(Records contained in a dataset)
════════

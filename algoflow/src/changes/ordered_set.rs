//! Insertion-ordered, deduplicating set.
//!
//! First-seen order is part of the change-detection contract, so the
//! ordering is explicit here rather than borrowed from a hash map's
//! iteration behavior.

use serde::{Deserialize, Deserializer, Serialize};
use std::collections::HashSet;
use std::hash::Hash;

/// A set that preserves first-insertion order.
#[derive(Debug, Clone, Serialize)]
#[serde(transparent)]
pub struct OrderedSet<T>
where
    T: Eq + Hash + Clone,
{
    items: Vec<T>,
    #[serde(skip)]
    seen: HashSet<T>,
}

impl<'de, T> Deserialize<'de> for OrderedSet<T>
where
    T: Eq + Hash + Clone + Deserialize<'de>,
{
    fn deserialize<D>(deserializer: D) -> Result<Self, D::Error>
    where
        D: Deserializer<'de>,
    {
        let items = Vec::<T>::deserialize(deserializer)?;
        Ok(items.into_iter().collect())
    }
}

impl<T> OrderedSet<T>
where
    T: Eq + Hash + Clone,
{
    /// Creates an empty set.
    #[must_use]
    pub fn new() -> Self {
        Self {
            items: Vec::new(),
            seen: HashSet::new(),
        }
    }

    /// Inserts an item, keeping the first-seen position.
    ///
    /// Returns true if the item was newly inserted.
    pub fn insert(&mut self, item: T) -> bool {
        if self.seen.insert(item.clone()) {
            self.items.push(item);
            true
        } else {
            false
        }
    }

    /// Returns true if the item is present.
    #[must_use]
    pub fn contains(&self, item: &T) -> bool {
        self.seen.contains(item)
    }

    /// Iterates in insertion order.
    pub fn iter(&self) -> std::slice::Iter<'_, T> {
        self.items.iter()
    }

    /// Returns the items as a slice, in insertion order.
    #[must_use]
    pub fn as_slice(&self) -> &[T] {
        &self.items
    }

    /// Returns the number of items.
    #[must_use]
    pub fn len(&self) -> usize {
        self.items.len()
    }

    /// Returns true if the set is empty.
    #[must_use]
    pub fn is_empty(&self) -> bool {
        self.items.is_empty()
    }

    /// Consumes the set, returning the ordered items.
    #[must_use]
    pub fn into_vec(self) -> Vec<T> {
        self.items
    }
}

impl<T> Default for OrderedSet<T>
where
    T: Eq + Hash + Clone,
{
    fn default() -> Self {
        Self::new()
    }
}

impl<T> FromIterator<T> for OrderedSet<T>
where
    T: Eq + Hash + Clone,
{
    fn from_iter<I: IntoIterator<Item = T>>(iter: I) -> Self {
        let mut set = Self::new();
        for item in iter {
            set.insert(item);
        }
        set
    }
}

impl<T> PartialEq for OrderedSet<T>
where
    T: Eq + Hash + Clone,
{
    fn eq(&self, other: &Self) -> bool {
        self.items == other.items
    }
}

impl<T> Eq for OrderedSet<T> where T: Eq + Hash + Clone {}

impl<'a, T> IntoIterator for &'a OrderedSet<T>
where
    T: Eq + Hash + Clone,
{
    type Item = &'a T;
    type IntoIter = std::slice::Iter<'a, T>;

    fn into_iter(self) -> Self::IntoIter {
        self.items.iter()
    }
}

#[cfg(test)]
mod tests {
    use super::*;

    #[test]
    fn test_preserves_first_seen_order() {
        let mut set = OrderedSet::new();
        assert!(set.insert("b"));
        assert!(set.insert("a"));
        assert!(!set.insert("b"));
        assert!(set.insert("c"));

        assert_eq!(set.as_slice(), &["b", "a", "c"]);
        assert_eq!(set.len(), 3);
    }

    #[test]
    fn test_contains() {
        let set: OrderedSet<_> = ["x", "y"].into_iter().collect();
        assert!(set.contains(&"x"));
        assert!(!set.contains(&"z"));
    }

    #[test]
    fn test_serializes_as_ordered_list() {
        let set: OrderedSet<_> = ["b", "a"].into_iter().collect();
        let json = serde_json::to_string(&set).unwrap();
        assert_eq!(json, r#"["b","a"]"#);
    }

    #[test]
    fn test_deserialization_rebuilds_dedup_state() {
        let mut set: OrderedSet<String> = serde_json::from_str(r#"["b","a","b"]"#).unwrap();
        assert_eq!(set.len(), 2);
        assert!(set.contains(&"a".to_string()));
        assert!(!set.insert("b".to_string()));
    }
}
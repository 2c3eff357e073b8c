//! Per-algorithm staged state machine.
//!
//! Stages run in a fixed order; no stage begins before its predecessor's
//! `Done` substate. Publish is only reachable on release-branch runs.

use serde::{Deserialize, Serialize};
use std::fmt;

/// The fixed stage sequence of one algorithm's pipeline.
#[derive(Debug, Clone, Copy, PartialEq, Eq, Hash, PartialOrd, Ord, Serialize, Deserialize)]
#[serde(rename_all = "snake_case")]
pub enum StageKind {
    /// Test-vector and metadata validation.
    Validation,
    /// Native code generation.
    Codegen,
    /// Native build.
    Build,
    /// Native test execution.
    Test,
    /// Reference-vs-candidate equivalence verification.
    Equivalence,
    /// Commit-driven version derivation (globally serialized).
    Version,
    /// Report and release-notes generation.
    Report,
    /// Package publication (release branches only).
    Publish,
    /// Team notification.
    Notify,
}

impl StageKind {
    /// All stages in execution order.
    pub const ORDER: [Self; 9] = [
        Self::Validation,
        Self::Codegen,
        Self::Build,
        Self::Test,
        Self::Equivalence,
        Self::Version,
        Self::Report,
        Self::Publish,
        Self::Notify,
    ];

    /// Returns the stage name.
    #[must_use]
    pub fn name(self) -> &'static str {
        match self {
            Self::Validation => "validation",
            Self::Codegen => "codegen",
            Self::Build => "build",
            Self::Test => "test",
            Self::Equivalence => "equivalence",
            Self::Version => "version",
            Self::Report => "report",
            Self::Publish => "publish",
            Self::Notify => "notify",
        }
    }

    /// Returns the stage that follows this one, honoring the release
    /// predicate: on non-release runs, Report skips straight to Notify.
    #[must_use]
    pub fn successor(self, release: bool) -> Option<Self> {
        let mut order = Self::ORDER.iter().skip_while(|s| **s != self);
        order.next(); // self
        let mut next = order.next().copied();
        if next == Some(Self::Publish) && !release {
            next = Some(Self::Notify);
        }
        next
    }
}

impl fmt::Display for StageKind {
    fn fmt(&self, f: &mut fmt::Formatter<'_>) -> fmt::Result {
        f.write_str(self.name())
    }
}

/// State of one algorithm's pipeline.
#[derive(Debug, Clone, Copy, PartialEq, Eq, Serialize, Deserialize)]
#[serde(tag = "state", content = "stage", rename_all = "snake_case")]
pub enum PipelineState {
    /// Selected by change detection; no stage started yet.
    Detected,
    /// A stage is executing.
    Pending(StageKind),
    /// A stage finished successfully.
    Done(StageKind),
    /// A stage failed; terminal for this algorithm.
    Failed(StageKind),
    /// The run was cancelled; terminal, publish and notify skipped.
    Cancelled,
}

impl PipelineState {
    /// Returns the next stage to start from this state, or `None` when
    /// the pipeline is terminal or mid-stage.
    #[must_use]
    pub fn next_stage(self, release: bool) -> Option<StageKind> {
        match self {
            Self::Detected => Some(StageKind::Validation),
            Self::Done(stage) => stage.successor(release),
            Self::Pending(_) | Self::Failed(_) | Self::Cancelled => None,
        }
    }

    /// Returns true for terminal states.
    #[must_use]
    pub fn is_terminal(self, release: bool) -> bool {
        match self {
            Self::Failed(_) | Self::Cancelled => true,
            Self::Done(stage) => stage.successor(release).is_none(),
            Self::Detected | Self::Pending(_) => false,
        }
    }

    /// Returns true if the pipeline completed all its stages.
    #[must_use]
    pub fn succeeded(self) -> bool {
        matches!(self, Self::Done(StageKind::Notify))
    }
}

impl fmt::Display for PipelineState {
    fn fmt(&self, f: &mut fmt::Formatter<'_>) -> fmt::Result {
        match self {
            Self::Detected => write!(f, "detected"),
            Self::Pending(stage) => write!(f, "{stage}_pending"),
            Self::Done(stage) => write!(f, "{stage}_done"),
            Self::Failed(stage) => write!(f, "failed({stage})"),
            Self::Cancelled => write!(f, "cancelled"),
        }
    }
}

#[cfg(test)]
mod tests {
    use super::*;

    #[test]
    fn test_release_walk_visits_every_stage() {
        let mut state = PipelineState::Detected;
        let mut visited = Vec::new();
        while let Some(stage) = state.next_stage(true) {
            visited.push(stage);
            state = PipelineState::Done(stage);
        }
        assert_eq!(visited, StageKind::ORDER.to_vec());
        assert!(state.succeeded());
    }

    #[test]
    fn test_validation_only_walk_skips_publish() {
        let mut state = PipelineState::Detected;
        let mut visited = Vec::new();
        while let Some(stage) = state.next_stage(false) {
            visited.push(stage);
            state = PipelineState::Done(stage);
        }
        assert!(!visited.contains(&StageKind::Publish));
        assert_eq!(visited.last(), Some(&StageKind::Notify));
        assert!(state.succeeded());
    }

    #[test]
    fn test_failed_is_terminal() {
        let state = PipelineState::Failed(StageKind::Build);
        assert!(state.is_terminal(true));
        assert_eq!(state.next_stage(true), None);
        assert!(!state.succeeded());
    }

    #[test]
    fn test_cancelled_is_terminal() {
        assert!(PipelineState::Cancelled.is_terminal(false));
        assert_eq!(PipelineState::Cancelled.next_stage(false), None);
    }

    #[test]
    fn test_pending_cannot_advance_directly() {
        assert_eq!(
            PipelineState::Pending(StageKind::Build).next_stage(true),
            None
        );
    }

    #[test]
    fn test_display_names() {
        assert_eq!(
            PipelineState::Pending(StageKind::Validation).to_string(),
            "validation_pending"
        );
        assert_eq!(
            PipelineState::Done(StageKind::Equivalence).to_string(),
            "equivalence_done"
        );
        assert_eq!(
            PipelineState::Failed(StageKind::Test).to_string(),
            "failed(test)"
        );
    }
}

════════

Prompt -
Once you find the line with "T: Eq + Hash + Clone +" in the entries above, output it and each line after it up to and including the line with "pub fn insert(&mut", and nothing else.

Exercise solution -
    T: Eq + Hash + Clone + Deserialize<'de>,
{
    fn deserialize<D>(deserializer: D) -> Result<Self, D::Error>
    where
        D: Deserializer<'de>,
    {
        let items = Vec::<T>::deserialize(deserializer)?;
        Ok(items.into_iter().collect())
    }
}

impl<T> OrderedSet<T>
where
    T: Eq + Hash + Clone,
{
    /// Creates an empty set.
    #[must_use]
    pub fn new() -> Self {
        Self {
            items: Vec::new(),
            seen: HashSet::new(),
        }
    }

    /// Inserts an item, keeping the first-seen position.
    ///
    /// Returns true if the item was newly inserted.
    pub fn insert(&mut self, item: T) -> bool {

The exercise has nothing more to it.